Книги

Огарок во тьме. Моя жизнь в науке

22
18
20
22
24
26
28
30

Мы сидели за большим отполированным столом (кажется, не круглым – к несчастью для моей “рыцарской” фантазии), наши имена гордо красовались перед нами (кстати, почему на подобных собраниях имя так часто обращено к своему носителю, который, предположительно, знает, как его зовут, а не наружу, навстречу тем, кому оно может оказаться полезным?). По столу были разбросаны блокноты и карандаши, бутылки минеральной воды, конфеты и (фу!) изобилие сигарет. Последнее было еще хуже, чем обычно, поскольку Карл Поппер был знаменит своей нетерпимостью к сигаретному дыму. Однажды, на другой конференции, он выступил из зала с особой просьбой, чтобы никому не разрешали курить. В наши дни подобная просьба была бы излишней, это само собой разумеется. Но тогда дела обстояли иначе, и то, что председатель конференции уступил его просьбе, было знаком уважения к великому философу. Или почти уступил: он сказал буквально: “Из почтения к сэру Карлу просьба ко всем участникам, у которых возникнет желание покурить, покинуть зал и курить снаружи”. Сэр Карл поднялся вновь: “Этого нетостаточно. Когда они фозвращаются, от них расит этим сапахом!!”
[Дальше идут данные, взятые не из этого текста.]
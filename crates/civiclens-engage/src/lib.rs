//! # CivicLens Engage
//!
//! The operation layer of the engagement core. Each module owns one
//! verb of the platform:
//!
//! - [`create`]: report an issue, with duplicate detection and the
//!   reporter trust award.
//! - [`vote`]: cast, toggle, or switch a vote and keep the issue
//!   counters in step with the vote ledger.
//! - [`status`]: move an issue through its lifecycle and tell the
//!   reporter about it.
//! - [`comment`]: attach discussion to an issue.
//! - [`notifications`]: page, mark, and clear a recipient's inbox.
//! - [`leaderboard`]: the validated read over the community ranking.
//!
//! Every operation comes in two forms. The in-memory form takes a
//! `&mut StateStore` and is what tests and embedders drive directly.
//! The `*_jsonl` form wraps the same logic in a lock-scoped
//! load/mutate/flush cycle against a state file, so concurrent
//! processes never interleave partial writes. Both forms reject before
//! touching state: an `Err` from any operation means nothing changed.

pub mod comment;
pub mod create;
pub mod error;
pub mod leaderboard;
pub mod notifications;
pub mod policy;
pub mod status;
pub mod validate;
pub mod vote;

pub use comment::{RecordCommentRequest, record_comment, record_comment_jsonl};
pub use create::{CreateIssueRequest, create_issue, create_issue_jsonl};
pub use error::{EngageError, EngageJsonlError};
pub use leaderboard::top_users;
pub use notifications::{
    clear_notifications, clear_notifications_jsonl, mark_notification_read,
    mark_notification_read_jsonl, notifications_for,
};
pub use policy::{EngagementPolicy, PolicyError, load_policy_toml};
pub use status::{UpdateStatusRequest, update_status, update_status_jsonl};
pub use vote::{CastVoteRequest, VoteReceipt, cast_vote, cast_vote_jsonl};
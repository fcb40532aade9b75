//! JSONL storage: one tagged record per line.
//!
//! The portable interchange format. The whole engagement state lives in a
//! single file so one atomic replace commits one mutation.

use std::ffi::OsString;
use std::fs::{self, File};
use std::io::{BufRead, BufReader, BufWriter, Write};
use std::path::{Path, PathBuf};
use std::time::{SystemTime, UNIX_EPOCH};

use crate::record::Record;

/// Read records from a JSONL reader.
pub fn read_records(reader: impl BufRead) -> Result<Vec<Record>, JsonlError> {
    let mut records = Vec::new();
    for (line_no, line) in reader.lines().enumerate() {
        let line = line.map_err(|e| JsonlError::Io(line_no + 1, e.to_string()))?;
        let trimmed = line.trim();
        if trimmed.is_empty() || trimmed.starts_with('#') {
            continue;
        }
        let record: Record = serde_json::from_str(trimmed)
            .map_err(|e| JsonlError::Parse(line_no + 1, e.to_string()))?;
        records.push(record);
    }
    Ok(records)
}

/// Write records to a JSONL writer.
pub fn write_records(writer: &mut impl Write, records: &[Record]) -> Result<(), JsonlError> {
    for record in records {
        let line =
            serde_json::to_string(record).map_err(|e| JsonlError::Serialize(e.to_string()))?;
        writeln!(writer, "{line}").map_err(|e| JsonlError::Io(0, e.to_string()))?;
    }
    Ok(())
}

/// Read records from a JSONL file path. A missing file is an I/O error;
/// callers that treat absence as an empty store check existence first.
pub fn read_records_from_path(path: impl AsRef<Path>) -> Result<Vec<Record>, JsonlError> {
    let path = path.as_ref();
    let bytes =
        fs::read(path).map_err(|e| JsonlError::Io(0, format!("{}: {e}", path.display())))?;
    validate_substrate_bytes(path, &bytes)?;
    let reader = BufReader::new(bytes.as_slice());
    read_records(reader)
}

/// Write records to a JSONL file path.
///
/// The file is replaced atomically: write a sibling temp file, fsync it,
/// rename over the target, then fsync the parent directory. Readers never
/// observe a half-written state file.
pub fn write_records_to_path(
    path: impl AsRef<Path>,
    records: &[Record],
) -> Result<(), JsonlError> {
    let path = path.as_ref();
    if let Some(parent) = path.parent()
        && !parent.as_os_str().is_empty()
    {
        fs::create_dir_all(parent).map_err(|e| JsonlError::Io(0, format!("{parent:?}: {e}")))?;
    }

    let tmp_path = tmp_write_path(path);
    let write_result = (|| -> Result<(), JsonlError> {
        let file = File::create(&tmp_path)
            .map_err(|e| JsonlError::Io(0, format!("{}: {e}", tmp_path.display())))?;
        let mut writer = BufWriter::new(file);
        write_records(&mut writer, records)?;
        writer
            .flush()
            .map_err(|e| JsonlError::Io(0, format!("{}: {e}", tmp_path.display())))?;
        let file = writer
            .into_inner()
            .map_err(|e| JsonlError::Io(0, format!("{}: {e}", tmp_path.display())))?;
        file.sync_all()
            .map_err(|e| JsonlError::Io(0, format!("{}: {e}", tmp_path.display())))?;
        Ok(())
    })();

    if let Err(error) = write_result {
        let _ = fs::remove_file(&tmp_path);
        return Err(error);
    }

    fs::rename(&tmp_path, path).map_err(|e| {
        let _ = fs::remove_file(&tmp_path);
        JsonlError::Io(
            0,
            format!("{} -> {}: {e}", tmp_path.display(), path.display()),
        )
    })?;

    if let Some(parent) = path.parent()
        && !parent.as_os_str().is_empty()
    {
        let dir = File::open(parent)
            .map_err(|e| JsonlError::Io(0, format!("{}: {e}", parent.display())))?;
        dir.sync_all()
            .map_err(|e| JsonlError::Io(0, format!("{}: {e}", parent.display())))?;
    }

    Ok(())
}

fn tmp_write_path(path: &Path) -> PathBuf {
    let unique = SystemTime::now()
        .duration_since(UNIX_EPOCH)
        .unwrap_or_default()
        .as_nanos();
    let mut tmp: OsString = path.as_os_str().to_os_string();
    tmp.push(format!(".tmp.{}.{}", std::process::id(), unique));
    PathBuf::from(tmp)
}

fn validate_substrate_bytes(path: &Path, bytes: &[u8]) -> Result<(), JsonlError> {
    if bytes.contains(&0) {
        return Err(JsonlError::Corrupt(format!(
            "{}: contains NUL byte(s)",
            path.display()
        )));
    }
    if std::str::from_utf8(bytes).is_err() {
        return Err(JsonlError::Corrupt(format!(
            "{}: contains non-UTF-8 byte sequence(s)",
            path.display()
        )));
    }
    Ok(())
}

/// Errors from JSONL operations.
#[derive(Debug, thiserror::Error)]
pub enum JsonlError {
    #[error("line {0}: I/O error: {1}")]
    Io(usize, String),

    #[error("line {0}: parse error: {1}")]
    Parse(usize, String),

    #[error("serialization error: {0}")]
    Serialize(String),

    #[error("corrupted substrate: {0}")]
    Corrupt(String),
}
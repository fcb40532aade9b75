use clap::{Parser, Subcommand};

#[derive(Parser)]
#[command(
    name = "civiclens",
    about = "CivicLens: geo-anchored civic issue reporting and engagement",
    version
)]
pub struct Cli {
    #[command(subcommand)]
    pub command: Commands,
}

#[derive(Subcommand)]
pub enum Commands {
    /// Manage profile rows in the state file
    User {
        #[command(subcommand)]
        command: UserCommands,
    },

    /// Report issues and engage with them
    Issue {
        #[command(subcommand)]
        command: IssueCommands,
    },

    /// Read and maintain a recipient's inbox
    Notifications {
        #[command(subcommand)]
        command: NotificationsCommands,
    },

    /// Top contributors by received upvotes
    Leaderboard {
        /// Maximum rows to show
        #[arg(long, default_value_t = 10)]
        limit: i64,

        /// Path to state JSONL
        #[arg(long, default_value = ".civiclens/state.jsonl")]
        state: String,

        /// Output as JSON
        #[arg(long)]
        json: bool,
    },

    /// Recompute engagement tallies and flag drift against stored counts
    Check {
        /// Path to state JSONL
        #[arg(long, default_value = ".civiclens/state.jsonl")]
        state: String,

        /// Output as JSON
        #[arg(long)]
        json: bool,
    },
}

#[derive(Subcommand, Clone, Debug)]
pub enum UserCommands {
    /// Add a profile row
    Add {
        /// Display username (letters, digits, underscores, hyphens)
        username: String,

        /// Optional explicit user ID
        #[arg(long)]
        id: Option<String>,

        /// Path to state JSONL
        #[arg(long, default_value = ".civiclens/state.jsonl")]
        state: String,

        /// Output as JSON
        #[arg(long)]
        json: bool,
    },

    /// List profile rows
    List {
        /// Path to state JSONL
        #[arg(long, default_value = ".civiclens/state.jsonl")]
        state: String,

        /// Output as JSON
        #[arg(long)]
        json: bool,
    },
}

#[derive(Subcommand, Clone, Debug)]
pub enum IssueCommands {
    /// Report a new issue
    Report {
        /// Issue title
        title: String,

        /// What is wrong and where
        #[arg(long)]
        description: String,

        /// Category label
        #[arg(long)]
        category: String,

        /// Optional subcategory
        #[arg(long)]
        subcategory: Option<String>,

        /// Latitude in degrees
        #[arg(long, allow_negative_numbers = true)]
        latitude: f64,

        /// Longitude in degrees
        #[arg(long, allow_negative_numbers = true)]
        longitude: f64,

        /// Optional area name
        #[arg(long)]
        area_name: Option<String>,

        /// Optional image URL
        #[arg(long)]
        image_url: Option<String>,

        /// Acting user ID (the reporter)
        #[arg(long)]
        reporter: String,

        /// Optional TOML policy file with an [engagement] table
        #[arg(long)]
        policy: Option<String>,

        /// Path to state JSONL
        #[arg(long, default_value = ".civiclens/state.jsonl")]
        state: String,

        /// Output as JSON
        #[arg(long)]
        json: bool,
    },

    /// List issues, newest first
    List {
        /// Filter by status (reported, under review, work in progress, resolved)
        #[arg(long)]
        status: Option<String>,

        /// Filter by exact category
        #[arg(long)]
        category: Option<String>,

        /// Filter by area name substring (case-insensitive)
        #[arg(long)]
        area: Option<String>,

        /// Filter by reporter user ID
        #[arg(long)]
        reporter: Option<String>,

        /// Rows to skip
        #[arg(long, default_value_t = 0)]
        skip: usize,

        /// Maximum rows to show
        #[arg(long, default_value_t = 50)]
        limit: usize,

        /// Path to state JSONL
        #[arg(long, default_value = ".civiclens/state.jsonl")]
        state: String,

        /// Output as JSON
        #[arg(long)]
        json: bool,
    },

    /// Show one issue
    Show {
        /// Issue ID
        id: String,

        /// Path to state JSONL
        #[arg(long, default_value = ".civiclens/state.jsonl")]
        state: String,

        /// Output as JSON
        #[arg(long)]
        json: bool,
    },

    /// Move an issue's lifecycle status
    SetStatus {
        /// Issue ID
        id: String,

        /// New status: reported, under review, work in progress, resolved
        status: String,

        /// Acting user ID
        #[arg(long)]
        actor: String,

        /// Path to state JSONL
        #[arg(long, default_value = ".civiclens/state.jsonl")]
        state: String,

        /// Output as JSON
        #[arg(long)]
        json: bool,
    },

    /// Cast, toggle, or switch a vote
    Vote {
        /// Issue ID
        id: String,

        /// Vote kind: up or down
        kind: String,

        /// Acting user ID (the voter)
        #[arg(long)]
        voter: String,

        /// Path to state JSONL
        #[arg(long, default_value = ".civiclens/state.jsonl")]
        state: String,

        /// Output as JSON
        #[arg(long)]
        json: bool,
    },

    /// Comment on an issue
    Comment {
        /// Issue ID
        id: String,

        /// Comment text
        body: String,

        /// Acting user ID (the author)
        #[arg(long)]
        author: String,

        /// Path to state JSONL
        #[arg(long, default_value = ".civiclens/state.jsonl")]
        state: String,

        /// Output as JSON
        #[arg(long)]
        json: bool,
    },

    /// List an issue's comments, oldest first
    Comments {
        /// Issue ID
        id: String,

        /// Path to state JSONL
        #[arg(long, default_value = ".civiclens/state.jsonl")]
        state: String,

        /// Output as JSON
        #[arg(long)]
        json: bool,
    },
}

#[derive(Subcommand, Clone, Debug)]
pub enum NotificationsCommands {
    /// Page a recipient's notifications, newest first
    List {
        /// Recipient user ID
        #[arg(long)]
        recipient: String,

        /// Rows to skip
        #[arg(long, default_value_t = 0)]
        skip: usize,

        /// Maximum rows to show (defaults to the policy page size)
        #[arg(long)]
        limit: Option<i64>,

        /// Optional TOML policy file with an [engagement] table
        #[arg(long)]
        policy: Option<String>,

        /// Path to state JSONL
        #[arg(long, default_value = ".civiclens/state.jsonl")]
        state: String,

        /// Output as JSON
        #[arg(long)]
        json: bool,
    },

    /// Mark one notification read
    MarkRead {
        /// Notification ID
        id: String,

        /// Acting user ID (must be the recipient)
        #[arg(long)]
        actor: String,

        /// Path to state JSONL
        #[arg(long, default_value = ".civiclens/state.jsonl")]
        state: String,

        /// Output as JSON
        #[arg(long)]
        json: bool,
    },

    /// Drop every notification addressed to the actor
    Clear {
        /// Acting user ID
        #[arg(long)]
        actor: String,

        /// Path to state JSONL
        #[arg(long, default_value = ".civiclens/state.jsonl")]
        state: String,

        /// Output as JSON
        #[arg(long)]
        json: bool,
    },
}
Так что можете себе представить смятение, возникшее от щедрой россыпи табака на конференционном столе в нашем роскошном Schloss[25]. Каждый раз, когда рука курильщика тянулась к столу, торопливо подбегали служители, хватали за рукав и шептали: “Пожалуйста, не курите, сэр Карл этого не выносит… bitte schon”. Но, насколько я помню, сигареты оставались на виду, посреди стола, соблазняя злосчастных жертв привычки до конца конференции.

В основу конференции легли выступления приглашенных докладчиков, за которыми следовали вопросы от слушателей и расширенная дискуссия. Знаменитая немецкая тщательность: каждое утро за завтраком мы получали толстую стопку бумаги – полную, дословную расшифровку всего, что было произнесено за предыдущий день: каждое “м-м” и “э-э-э”, каждый повтор предложения с начала. Я с жалостью представлял себе покрасневшие глаза секретарей, которые трудились всю ночь, чтобы записать этот поток разглагольствований. Но была одна сложность: как связать каждую жемчужину с ее раковиной – то есть понять, кто что говорил? Председатель каждого заседания должен был напоминать всем о необходимости представляться, прежде чем высказываться. Питер Медавар, председательствовавший на открытии конференции, также задал первый вопрос и назвал себя для записи с характерным апломбом: “Это Медавар, бессовестно пользующийся председательской привилегией”. Но большинство людей в пылу дискуссии забывали называть свои имена, так что возникла нужда в альтернативном решении. Оно оказалось еще более отвлекающим, чем сигареты. На массивный полированный стол водрузили крутящийся табурет, на котором сидела молодая женщина в короткой юбке. Каждый раз, когда кто-то из участников начинал говорить, она поворачивалась, словно орудийная башня на боевом корабле, чтобы найти его и записать в блокнот его имя и первое предложение. Затем с помощью этих заметок секретари находили соответствие для каждого кропотливо воспроизведенного абзаца.

Подслушивать, как мастера своей профессии раскрывают секреты своего творческого процесса, было захватывающе для молодого ученого. Рецепт Ханса Кребса, как получить Нобелевскую премию, был слишком скромен, чтобы в него поверить: “Каждый день в девять утра идти в лабораторию, работать весь день до пяти, потом идти домой. Повторять сорок лет”. Я уже цитировал откровение Жака Моно о том, как он любил представлять себя электроном, который решает, что делать дальше. Я пользовался похожим приемом, когда вслед за своим научным кумиром Биллом Гамильтоном задавал себе вопрос, что бы я сделал, будь я геном, который старается передать копии самого себя будущим поколениям.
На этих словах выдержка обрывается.